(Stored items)
>>>>>

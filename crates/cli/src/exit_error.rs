// SPDX-License-Identifier: BUSL-1.1
// Copyright (c) 2026 Alfred Jean LLC

//! Errors that carry a specific process exit code

use sweep_engine::BatchError;
use thiserror::Error;

/// Exit code for an unknown batch index or name.
pub const EXIT_NOT_FOUND: i32 = 3;
/// Exit code when the tool fails its health check.
pub const EXIT_TOOL_UNAVAILABLE: i32 = 4;
/// Exit code after Ctrl-C.
pub const EXIT_INTERRUPTED: i32 = 130;

/// An error that sets the exit code. An empty message prints nothing.
#[derive(Debug, Error)]
#[error("{message}")]
pub struct ExitError {
    pub code: i32,
    pub message: String,
}

impl ExitError {
    pub fn new(code: i32, message: String) -> Self {
        Self { code, message }
    }
}

/// Map a fatal run error to the error `main` reports.
pub fn from_batch_error(err: BatchError) -> anyhow::Error {
    match err {
        BatchError::Select(e) => ExitError::new(EXIT_NOT_FOUND, e.to_string()).into(),
        e @ BatchError::ToolUnavailable { .. } => {
            ExitError::new(EXIT_TOOL_UNAVAILABLE, e.to_string()).into()
        }
        other => other.into(),
    }
}

#[cfg(test)]
#[path = "exit_error_tests.rs"]
mod tests;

<<<<<

• [WORK TO BE COMPLETED]
All the records above need to be set down again exactly as they were given.

• [WRITTEN ANSWER]
filename crates/cli/src/exit_error.rs
// SPDX-License-Identifier: BUSL-1.1
// Copyright (c) 2026 Alfred Jean LLC

//! Errors that carry a specific process exit code

use sweep_engine::BatchError;
use thiserror::Error;

/// Exit code for an unknown batch index or name.
pub const EXIT_NOT_FOUND: i32 = 3;
/// Exit code when the tool fails its health check.
pub const EXIT_TOOL_UNAVAILABLE: i32 = 4;
/// Exit code after Ctrl-C.
pub const EXIT_INTERRUPTED: i32 = 130;

/// An error that sets the exit code. An empty message prints nothing.
#[derive(Debug, Error)]
#[error("{message}")]
pub struct ExitError {
    pub code: i32,
    pub message: String,
}

impl ExitError {
    pub fn new(code: i32, message: String) -> Self {
        Self { code, message }
    }
}

/// Map a fatal run error to the error `main` reports.
pub fn from_batch_error(err: BatchError) -> anyhow::Error {
    match err {
        BatchError::Select(e) => ExitError::new(EXIT_NOT_FOUND, e.to_string()).into(),
        e @ BatchError::ToolUnavailable { .. } => {
            ExitError::new(EXIT_TOOL_UNAVAILABLE, e.to_string()).into()
        }
        other => other.into(),
    }
}

#[cfg(test)]
#[path = "exit_error_tests.rs"]
mod tests;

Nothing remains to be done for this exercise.